Billions of Dollars at Stake over a Definition

The financial stakes can be even higher in a lawsuit following the September 11, 2001 terrorist attacks on the United States.

A few weeks before September 11, businessman Larry Silverstein became the leaseholder for the World Trade Center site. He had multiple insurance policies worth a total of $3.55 billion dollars per catastrophic “occurrence.”

After the towers were destroyed, Silverstein argued that he should receive about $7.1 billion in insurance money. He said two separate occurrences had destroyed the World Trade Center. The attack on the first tower, and the attack on the second one. The insurance companies argued that although there had been two crashes, they had been part of a single coordinated attack. They were components of one occurrence.

The court eventually determined that due to the wording and timing of certain legal documents, some insurance companies owed Silverstein the single payout while others owed him the double payout.

As Steven Pinker points out in The Stuff of Thought, the fact that literally billions of dollars were at stake over the definition of occurrence highlights the importance of precise wording.

A Major Plane Crash

Sadly, the consequences of imprecise wording can be more than just financial.

In 1977 at Tenerife Airport, located on one of the Canary Islands, two Boeing 747s collided and killed over 500 people. Multiple factors contributed to this crash. It was foggy, for one, and Tenerife Airport was overcrowded because several planes had been rerouted there.

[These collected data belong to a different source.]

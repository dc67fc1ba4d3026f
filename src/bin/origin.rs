//! `rtcache-origin`: the demo endpoint the client polls.

use clap::Parser;
use rtcache::background::shutdown_signal;
use rtcache::server::{Server, ServerError, greet};
use thiserror::Error;
use tracing_subscriber::EnvFilter;

#[derive(Parser)]
#[command(version, about = "Demo origin server answering every request with \"You got here\"")]
struct CliArgs {
    /// Address to listen on
    #[arg(long, default_value = "0.0.0.0:8000")]
    addr: String,

    /// Enable debug logging
    #[arg(short, long)]
    verbose: bool,
}

#[derive(Debug, Error)]
enum AppError {
    #[error(transparent)]
    Server(#[from] ServerError),

    #[error("failed to initialize logging: {0}")]
    Logging(String),
}

fn main() {
    if let Err(e) = bootstrap() {
        eprintln!("Error: {e}");
        std::process::exit(1);
    }
}

#[tokio::main]
async fn bootstrap() -> Result<(), AppError> {
    let args = CliArgs::parse();
    init_logging(args.verbose)?;

    let server = Server::bind(&args.addr).await?;
    server.run_until(greet, shutdown_signal()).await?;
    Ok(())
}

fn init_logging(verbose: bool) -> Result<(), AppError> {
    let default_level = if verbose { "debug" } else { "info" };
    let filter =
        EnvFilter::try_from_default_env().unwrap_or_else(|_| EnvFilter::new(default_level));
    tracing_subscriber::fmt()
        .with_env_filter(filter)
        .try_init()
        .map_err(|e| AppError::Logging(e.to_string()))
}
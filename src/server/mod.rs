//! Async TCP origin server using Tokio.
//!
//! The endpoint the cached client talks to. Accepts TCP connections and
//! dispatches HTTP/1.1 requests to a handler function, with persistent
//! connections (keep-alive) supported.

use std::future::Future;
use std::net::SocketAddr;
use std::sync::Arc;

use bytes::{Bytes, BytesMut};
use thiserror::Error;
use tokio::io::{AsyncReadExt, AsyncWriteExt};
use tokio::net::{TcpListener, TcpStream};
use tracing::{debug, error, info, warn};

use crate::http::{
    StatusCode,
    request::{Request, RequestError},
    response::Response,
};

/// Errors produced by the server.
#[derive(Debug, Error)]
pub enum ServerError {
    #[error("I/O error: {0}")]
    Io(#[from] std::io::Error),

    #[error("failed to bind to {addr}: {source}")]
    Bind {
        addr: String,
        #[source]
        source: std::io::Error,
    },
}

/// Maximum size of a complete HTTP request we will buffer before rejecting it (8 MiB).
const MAX_REQUEST_SIZE: usize = 8 * 1024 * 1024;

/// Initial read buffer capacity per connection.
const INITIAL_BUF_SIZE: usize = 4096;

/// The origin HTTP server.
///
/// # Examples
///
/// ```rust,no_run
/// use rtcache::server::Server;
/// use rtcache::http::{Response, StatusCode};
///
/// #[tokio::main]
/// async fn main() -> Result<(), Box<dyn std::error::Error>> {
///     let server = Server::bind("127.0.0.1:8000").await?;
///     server.run(|_req| async {
///         Response::new(StatusCode::OK).body("You got here")
///     }).await?;
///     Ok(())
/// }
/// ```
pub struct Server {
    listener: TcpListener,
    local_addr: SocketAddr,
}

impl Server {
    /// Binds the server to the given TCP address.
    ///
    /// # Errors
    ///
    /// Returns [`ServerError::Bind`] if the address cannot be bound
    /// (e.g. port already in use, insufficient permissions).
    pub async fn bind(addr: impl AsRef<str>) -> Result<Self, ServerError> {
        let addr = addr.as_ref();
        let listener = TcpListener::bind(addr)
            .await
            .map_err(|e| ServerError::Bind {
                addr: addr.to_owned(),
                source: e,
            })?;
        let local_addr = listener.local_addr()?;
        Ok(Self {
            listener,
            local_addr,
        })
    }

    /// Returns the local address the server is bound to.
    pub fn local_addr(&self) -> SocketAddr {
        self.local_addr
    }

    /// Serves forever. See [`run_until`](Self::run_until).
    pub async fn run<H, F>(self, handler: H) -> Result<(), ServerError>
    where
        H: Fn(Request) -> F + Send + Sync + 'static,
        F: Future<Output = Response> + Send + 'static,
    {
        self.run_until(handler, std::future::pending()).await
    }

    /// Accepts connections and dispatches requests to `handler` until
    /// `shutdown` resolves.
    ///
    /// Stopping only closes the listener; connections already accepted run
    /// to completion on their own tasks.
    pub async fn run_until<H, F, S>(self, handler: H, shutdown: S) -> Result<(), ServerError>
    where
        H: Fn(Request) -> F + Send + Sync + 'static,
        F: Future<Output = Response> + Send + 'static,
        S: Future<Output = ()>,
    {
        let handler = Arc::new(handler);
        tokio::pin!(shutdown);
        info!(address = %self.local_addr, "origin listening");

        loop {
            let accepted = tokio::select! {
                () = &mut shutdown => break,
                accepted = self.listener.accept() => accepted,
            };
            let (stream, peer_addr) = match accepted {
                Ok(pair) => pair,
                Err(e) => {
                    error!(error = %e, "failed to accept connection");
                    continue;
                }
            };

            debug!(peer = %peer_addr, "connection accepted");
            let handler = Arc::clone(&handler);

            tokio::spawn(async move {
                if let Err(e) = handle_connection(stream, peer_addr, handler).await {
                    warn!(peer = %peer_addr, error = %e, "connection closed with error");
                }
            });
        }

        info!(address = %self.local_addr, "origin stopped");
        Ok(())
    }
}

/// Handles a single TCP connection over its lifetime.
async fn handle_connection<H, F>(
    mut stream: TcpStream,
    peer_addr: SocketAddr,
    handler: Arc<H>,
) -> Result<(), std::io::Error>
where
    H: Fn(Request) -> F + Send + Sync + 'static,
    F: Future<Output = Response> + Send + 'static,
{
    let mut buf = BytesMut::with_capacity(INITIAL_BUF_SIZE);

    loop {
        let bytes_read = stream.read_buf(&mut buf).await?;

        if bytes_read == 0 {
            debug!(peer = %peer_addr, "connection closed by peer");
            break;
        }

        if buf.len() > MAX_REQUEST_SIZE {
            warn!(peer = %peer_addr, "request too large — sending 413");
            let response = Response::new(StatusCode::PAYLOAD_TOO_LARGE).body("Request entity too large");
            write_response(&mut stream, response, false).await?;
            break;
        }

        let (request, body_offset) = match Request::parse(&buf) {
            Ok(pair) => pair,
            Err(RequestError::Incomplete) => continue,
            Err(e) => {
                warn!(peer = %peer_addr, error = %e, "bad request — sending 400");
                let response =
                    Response::new(StatusCode::BAD_REQUEST).body(format!("Bad Request: {e}"));
                write_response(&mut stream, response, false).await?;
                break;
            }
        };

        // Wait for the full body to arrive if Content-Length is set.
        let content_length = request.content_length().unwrap_or(0);
        let total_needed = body_offset + content_length;
        if buf.len() < total_needed {
            continue;
        }

        let message = buf.split_to(total_needed).freeze();
        let request = request.with_body(message.slice(body_offset..));
        let keep_alive = request.is_keep_alive();

        debug!(
            peer = %peer_addr,
            method = %request.method(),
            path = %request.path(),
            "dispatching request"
        );

        let response = handler(request).await;
        write_response(&mut stream, response, keep_alive).await?;

        if !keep_alive {
            debug!(peer = %peer_addr, "Connection: close — shutting down");
            break;
        }
    }

    Ok(())
}

/// Buffers the handler's body and writes the response with framing headers.
///
/// Adds `Content-Type: text/plain` to non-empty bodies that lack one, and
/// always sets `Connection` and `Content-Length`.
async fn write_response(
    stream: &mut TcpStream,
    response: Response,
    keep_alive: bool,
) -> Result<(), std::io::Error> {
    let (mut parts, body) = response.into_parts();
    let body: Bytes = body.collect().await?;

    if !body.is_empty() && !parts.headers.contains("content-type") {
        parts.headers.append("Content-Type", "text/plain; charset=utf-8");
    }
    parts
        .headers
        .set("Connection", if keep_alive { "keep-alive" } else { "close" });
    parts.headers.set("Content-Length", body.len().to_string());

    stream.write_all(&parts.write_wire(&body)).await?;
    stream.flush().await
}

/// The demo origin handler: answers every request with `200 You got here`.
pub async fn greet(request: Request) -> Response {
    info!(method = %request.method(), path = %request.path(), "request reached origin");
    Response::new(StatusCode::OK).body("You got here")
}
//! Scheduler configuration.

use std::time::Duration;

use serde::{Deserialize, Serialize};
use thiserror::Error;

/// Rejected scheduler settings.
#[derive(Debug, Error, PartialEq, Eq)]
pub enum ConfigError {
    #[error("{name} must be greater than zero")]
    ZeroInterval { name: &'static str },

    #[error("clear interval ({clear:?}) must be longer than request interval ({request:?})")]
    ClearNotLongerThanRequest { request: Duration, clear: Duration },
}

/// Timing of the scheduler's periodic work.
///
/// Deserializes from JSON with every field optional:
///
/// ```
/// use std::time::Duration;
/// use rtcache::background::SchedulerConfig;
///
/// let config: SchedulerConfig = serde_json::from_str(r#"{"clear_interval_ms": 10000}"#).unwrap();
/// assert_eq!(config.request_interval(), Duration::from_secs(1));
/// assert_eq!(config.clear_interval(), Duration::from_secs(10));
/// assert!(config.validate().is_ok());
/// ```
#[derive(Debug, Clone, PartialEq, Eq, Serialize, Deserialize)]
pub struct SchedulerConfig {
    /// Period between issued requests, in milliseconds.
    #[serde(default = "default_request_interval_ms")]
    pub request_interval_ms: u64,
    /// Period between full cache clears, in milliseconds.
    #[serde(default = "default_clear_interval_ms")]
    pub clear_interval_ms: u64,
    /// Overall deadline for one request including its body, in milliseconds.
    #[serde(default = "default_request_timeout_ms")]
    pub request_timeout_ms: u64,
}

fn default_request_interval_ms() -> u64 {
    1_000
}

fn default_clear_interval_ms() -> u64 {
    5_000
}

fn default_request_timeout_ms() -> u64 {
    5_000
}

impl Default for SchedulerConfig {
    fn default() -> Self {
        Self {
            request_interval_ms: default_request_interval_ms(),
            clear_interval_ms: default_clear_interval_ms(),
            request_timeout_ms: default_request_timeout_ms(),
        }
    }
}

impl SchedulerConfig {
    pub fn request_interval(&self) -> Duration {
        Duration::from_millis(self.request_interval_ms)
    }

    pub fn clear_interval(&self) -> Duration {
        Duration::from_millis(self.clear_interval_ms)
    }

    pub fn request_timeout(&self) -> Duration {
        Duration::from_millis(self.request_timeout_ms)
    }

    /// Checks that all periods are non-zero and that clears are rarer than
    /// requests, so most requests between two clears are cache hits.
    pub fn validate(&self) -> Result<(), ConfigError> {
        for (name, value) in [
            ("request_interval_ms", self.request_interval_ms),
            ("clear_interval_ms", self.clear_interval_ms),
            ("request_timeout_ms", self.request_timeout_ms),
        ] {
            if value == 0 {
                return Err(ConfigError::ZeroInterval { name });
            }
        }
        if self.clear_interval_ms <= self.request_interval_ms {
            return Err(ConfigError::ClearNotLongerThanRequest {
                request: self.request_interval(),
                clear: self.clear_interval(),
            });
        }
        Ok(())
    }
}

Miscommunication was part of the problem, too. A major issue came up when a pilot said “We are now at takeoff” and the controller responded, “Okay…stand by for takeoff, I will call you,” Another transmission came through at the same moment, so it seems that all the pilot heard was “Okay.”

Of course, in everyday speech, okay can be an acknowledgment, which is presumably the way the controller meant it. Okay can also be used to express assent, though, and it appears that the pilot interpreted the controller’s “okay” as permission to take off. However, it was not yet safe to do so, and the misinterpretation had deadly consequences.

Sadly, this is not the only case in which imprecise wording contributed to a plane crash. These days there is a standardized English, Aviation English, used internationally in civil aviation. It is designed to avoid ambiguous terms like okay and to ensure that everyone involved understands each other properly.

This plane crash and these two lawsuits are a reminder of how important precise use of grammar and wording can be.